'''

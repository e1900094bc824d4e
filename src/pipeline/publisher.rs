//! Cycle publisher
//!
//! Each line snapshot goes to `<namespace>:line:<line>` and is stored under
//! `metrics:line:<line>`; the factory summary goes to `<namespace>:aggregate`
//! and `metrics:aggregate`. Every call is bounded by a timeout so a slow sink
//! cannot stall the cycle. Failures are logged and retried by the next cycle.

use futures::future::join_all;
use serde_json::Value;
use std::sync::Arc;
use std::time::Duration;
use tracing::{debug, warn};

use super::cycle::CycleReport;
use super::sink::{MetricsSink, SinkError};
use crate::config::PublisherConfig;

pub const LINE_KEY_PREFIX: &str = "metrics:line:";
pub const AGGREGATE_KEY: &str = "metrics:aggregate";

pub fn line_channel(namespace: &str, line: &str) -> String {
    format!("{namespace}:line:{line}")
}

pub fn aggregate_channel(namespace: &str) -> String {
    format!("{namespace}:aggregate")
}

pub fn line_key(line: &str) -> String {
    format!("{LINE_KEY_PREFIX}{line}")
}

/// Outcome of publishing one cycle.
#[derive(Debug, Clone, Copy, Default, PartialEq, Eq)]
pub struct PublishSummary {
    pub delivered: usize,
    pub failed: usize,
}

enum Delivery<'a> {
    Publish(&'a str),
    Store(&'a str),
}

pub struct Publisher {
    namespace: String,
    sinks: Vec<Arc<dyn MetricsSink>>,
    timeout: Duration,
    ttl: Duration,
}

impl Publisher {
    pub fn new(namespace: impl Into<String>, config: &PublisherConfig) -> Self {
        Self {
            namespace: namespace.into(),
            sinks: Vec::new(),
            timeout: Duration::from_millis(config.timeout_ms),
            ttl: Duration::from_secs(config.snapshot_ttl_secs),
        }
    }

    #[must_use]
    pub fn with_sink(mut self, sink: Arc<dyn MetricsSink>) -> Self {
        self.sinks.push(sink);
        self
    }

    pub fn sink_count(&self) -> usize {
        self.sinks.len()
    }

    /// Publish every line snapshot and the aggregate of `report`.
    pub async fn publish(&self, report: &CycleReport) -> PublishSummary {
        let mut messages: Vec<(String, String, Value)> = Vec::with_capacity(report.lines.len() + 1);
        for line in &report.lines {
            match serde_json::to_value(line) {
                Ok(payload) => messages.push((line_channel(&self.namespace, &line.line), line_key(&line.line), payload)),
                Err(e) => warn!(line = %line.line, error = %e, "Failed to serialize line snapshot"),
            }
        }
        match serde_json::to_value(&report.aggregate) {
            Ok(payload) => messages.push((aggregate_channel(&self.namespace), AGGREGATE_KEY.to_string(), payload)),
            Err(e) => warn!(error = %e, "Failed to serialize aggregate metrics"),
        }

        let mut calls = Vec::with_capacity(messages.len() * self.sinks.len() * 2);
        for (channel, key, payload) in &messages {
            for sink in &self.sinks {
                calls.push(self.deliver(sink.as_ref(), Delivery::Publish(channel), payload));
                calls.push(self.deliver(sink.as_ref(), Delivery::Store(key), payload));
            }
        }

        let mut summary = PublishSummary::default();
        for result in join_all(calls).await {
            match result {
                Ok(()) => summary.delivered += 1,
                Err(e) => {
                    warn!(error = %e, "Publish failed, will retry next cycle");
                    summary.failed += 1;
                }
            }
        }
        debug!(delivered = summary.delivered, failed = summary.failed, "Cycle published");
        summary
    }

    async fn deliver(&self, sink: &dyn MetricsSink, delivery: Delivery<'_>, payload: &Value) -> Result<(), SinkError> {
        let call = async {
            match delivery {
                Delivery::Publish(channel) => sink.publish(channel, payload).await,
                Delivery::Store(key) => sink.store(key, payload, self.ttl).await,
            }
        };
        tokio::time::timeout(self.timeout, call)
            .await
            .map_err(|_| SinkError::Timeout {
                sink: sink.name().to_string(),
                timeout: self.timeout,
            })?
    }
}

'''
'''

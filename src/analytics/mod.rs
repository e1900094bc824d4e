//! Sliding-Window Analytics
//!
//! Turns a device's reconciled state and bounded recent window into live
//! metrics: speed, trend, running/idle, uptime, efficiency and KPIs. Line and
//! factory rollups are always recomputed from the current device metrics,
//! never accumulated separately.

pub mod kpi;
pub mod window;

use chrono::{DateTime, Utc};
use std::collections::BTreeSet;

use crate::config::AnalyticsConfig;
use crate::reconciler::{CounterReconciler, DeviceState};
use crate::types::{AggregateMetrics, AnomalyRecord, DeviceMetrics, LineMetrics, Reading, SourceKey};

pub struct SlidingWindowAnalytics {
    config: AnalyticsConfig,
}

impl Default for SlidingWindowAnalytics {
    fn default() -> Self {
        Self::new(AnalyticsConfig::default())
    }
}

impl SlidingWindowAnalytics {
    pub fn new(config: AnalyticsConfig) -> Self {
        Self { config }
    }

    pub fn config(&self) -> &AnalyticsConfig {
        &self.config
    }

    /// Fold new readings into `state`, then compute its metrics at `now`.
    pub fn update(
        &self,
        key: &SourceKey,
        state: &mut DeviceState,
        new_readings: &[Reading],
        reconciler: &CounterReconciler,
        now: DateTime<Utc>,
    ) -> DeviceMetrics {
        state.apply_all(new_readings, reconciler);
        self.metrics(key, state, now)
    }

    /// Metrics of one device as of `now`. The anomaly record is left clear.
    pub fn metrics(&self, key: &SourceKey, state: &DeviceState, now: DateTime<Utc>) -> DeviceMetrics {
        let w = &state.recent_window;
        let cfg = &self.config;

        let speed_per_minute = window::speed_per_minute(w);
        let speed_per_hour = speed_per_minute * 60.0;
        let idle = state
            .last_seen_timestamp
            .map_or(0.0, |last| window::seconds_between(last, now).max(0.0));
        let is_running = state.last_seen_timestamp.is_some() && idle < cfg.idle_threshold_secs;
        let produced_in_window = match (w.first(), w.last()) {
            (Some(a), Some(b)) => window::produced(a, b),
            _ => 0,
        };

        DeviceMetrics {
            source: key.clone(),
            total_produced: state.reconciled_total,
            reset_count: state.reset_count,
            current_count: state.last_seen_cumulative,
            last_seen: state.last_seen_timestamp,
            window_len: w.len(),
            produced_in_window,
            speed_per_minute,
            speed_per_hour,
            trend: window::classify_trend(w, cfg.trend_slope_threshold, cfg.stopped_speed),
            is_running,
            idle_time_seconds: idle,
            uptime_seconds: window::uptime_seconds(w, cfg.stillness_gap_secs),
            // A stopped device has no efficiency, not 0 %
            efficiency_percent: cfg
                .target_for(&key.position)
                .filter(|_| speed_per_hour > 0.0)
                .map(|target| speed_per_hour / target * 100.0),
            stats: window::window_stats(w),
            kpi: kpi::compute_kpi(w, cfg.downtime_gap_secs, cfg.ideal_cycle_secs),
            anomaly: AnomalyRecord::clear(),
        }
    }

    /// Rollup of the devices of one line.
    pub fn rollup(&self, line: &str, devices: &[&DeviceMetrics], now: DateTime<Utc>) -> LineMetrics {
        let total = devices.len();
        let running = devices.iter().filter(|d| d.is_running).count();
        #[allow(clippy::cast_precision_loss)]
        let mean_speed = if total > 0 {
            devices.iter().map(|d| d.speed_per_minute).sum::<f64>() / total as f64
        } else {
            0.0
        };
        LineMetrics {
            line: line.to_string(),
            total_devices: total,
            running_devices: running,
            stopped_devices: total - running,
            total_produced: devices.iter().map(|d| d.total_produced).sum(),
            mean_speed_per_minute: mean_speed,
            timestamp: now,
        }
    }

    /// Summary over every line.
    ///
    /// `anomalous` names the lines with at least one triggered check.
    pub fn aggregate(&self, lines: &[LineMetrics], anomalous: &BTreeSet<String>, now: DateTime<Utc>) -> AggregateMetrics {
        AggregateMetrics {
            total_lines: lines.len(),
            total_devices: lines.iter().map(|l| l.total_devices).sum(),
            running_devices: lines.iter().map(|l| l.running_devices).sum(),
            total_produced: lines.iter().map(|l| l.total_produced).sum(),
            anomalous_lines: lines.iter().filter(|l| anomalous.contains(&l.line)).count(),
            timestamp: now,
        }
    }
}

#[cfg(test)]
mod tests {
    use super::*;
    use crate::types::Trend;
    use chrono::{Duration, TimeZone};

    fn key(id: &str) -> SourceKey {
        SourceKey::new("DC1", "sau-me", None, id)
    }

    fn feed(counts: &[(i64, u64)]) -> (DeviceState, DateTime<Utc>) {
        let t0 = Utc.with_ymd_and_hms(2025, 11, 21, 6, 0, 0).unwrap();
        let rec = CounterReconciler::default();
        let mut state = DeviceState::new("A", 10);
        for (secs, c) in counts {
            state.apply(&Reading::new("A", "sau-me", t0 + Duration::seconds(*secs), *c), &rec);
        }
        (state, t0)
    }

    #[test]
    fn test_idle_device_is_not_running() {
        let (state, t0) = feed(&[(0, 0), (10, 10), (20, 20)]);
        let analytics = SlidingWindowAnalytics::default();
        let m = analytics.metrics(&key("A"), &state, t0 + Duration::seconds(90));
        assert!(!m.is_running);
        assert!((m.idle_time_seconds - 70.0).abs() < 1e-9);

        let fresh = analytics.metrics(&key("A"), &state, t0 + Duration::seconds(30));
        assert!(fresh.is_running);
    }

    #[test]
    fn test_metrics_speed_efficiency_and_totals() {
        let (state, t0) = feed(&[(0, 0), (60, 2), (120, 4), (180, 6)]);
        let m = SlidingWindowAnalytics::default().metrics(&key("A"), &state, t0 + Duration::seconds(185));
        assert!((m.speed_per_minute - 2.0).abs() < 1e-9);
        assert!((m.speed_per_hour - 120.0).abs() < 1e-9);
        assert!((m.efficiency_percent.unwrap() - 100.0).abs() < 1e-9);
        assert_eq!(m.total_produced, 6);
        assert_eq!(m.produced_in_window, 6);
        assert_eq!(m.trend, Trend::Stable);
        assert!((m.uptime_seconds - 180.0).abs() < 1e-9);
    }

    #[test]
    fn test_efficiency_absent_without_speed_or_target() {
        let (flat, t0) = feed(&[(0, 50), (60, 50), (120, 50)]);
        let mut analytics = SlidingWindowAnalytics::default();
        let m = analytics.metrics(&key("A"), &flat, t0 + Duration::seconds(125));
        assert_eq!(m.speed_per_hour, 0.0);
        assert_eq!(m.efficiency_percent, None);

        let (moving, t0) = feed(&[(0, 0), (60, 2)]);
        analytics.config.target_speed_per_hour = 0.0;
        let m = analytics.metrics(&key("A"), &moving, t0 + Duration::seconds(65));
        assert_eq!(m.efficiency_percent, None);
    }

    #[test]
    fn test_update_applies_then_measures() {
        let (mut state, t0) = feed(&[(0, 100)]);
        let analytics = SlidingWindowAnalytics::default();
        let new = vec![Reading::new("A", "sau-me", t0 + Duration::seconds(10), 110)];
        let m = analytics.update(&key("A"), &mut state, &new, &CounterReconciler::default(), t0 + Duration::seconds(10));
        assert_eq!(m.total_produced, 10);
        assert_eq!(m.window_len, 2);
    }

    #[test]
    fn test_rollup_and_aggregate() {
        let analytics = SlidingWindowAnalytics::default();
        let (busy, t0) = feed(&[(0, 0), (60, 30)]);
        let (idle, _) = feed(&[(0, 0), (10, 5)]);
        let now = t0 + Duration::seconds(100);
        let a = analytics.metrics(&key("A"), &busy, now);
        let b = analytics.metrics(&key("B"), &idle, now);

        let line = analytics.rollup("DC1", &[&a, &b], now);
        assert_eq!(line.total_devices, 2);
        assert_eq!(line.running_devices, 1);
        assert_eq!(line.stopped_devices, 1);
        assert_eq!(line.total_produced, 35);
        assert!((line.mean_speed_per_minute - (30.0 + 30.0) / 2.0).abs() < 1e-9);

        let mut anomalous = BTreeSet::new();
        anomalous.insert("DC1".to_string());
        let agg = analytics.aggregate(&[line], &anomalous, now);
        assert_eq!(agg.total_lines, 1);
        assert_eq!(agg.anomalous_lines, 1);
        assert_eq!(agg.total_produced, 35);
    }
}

'''

» **Problem statement**
Would you show each line of the listing above that has the string "usize"?

» **Task solution**
    pub delivered: usize,
    pub failed: usize,
    pub fn sink_count(&self) -> usize {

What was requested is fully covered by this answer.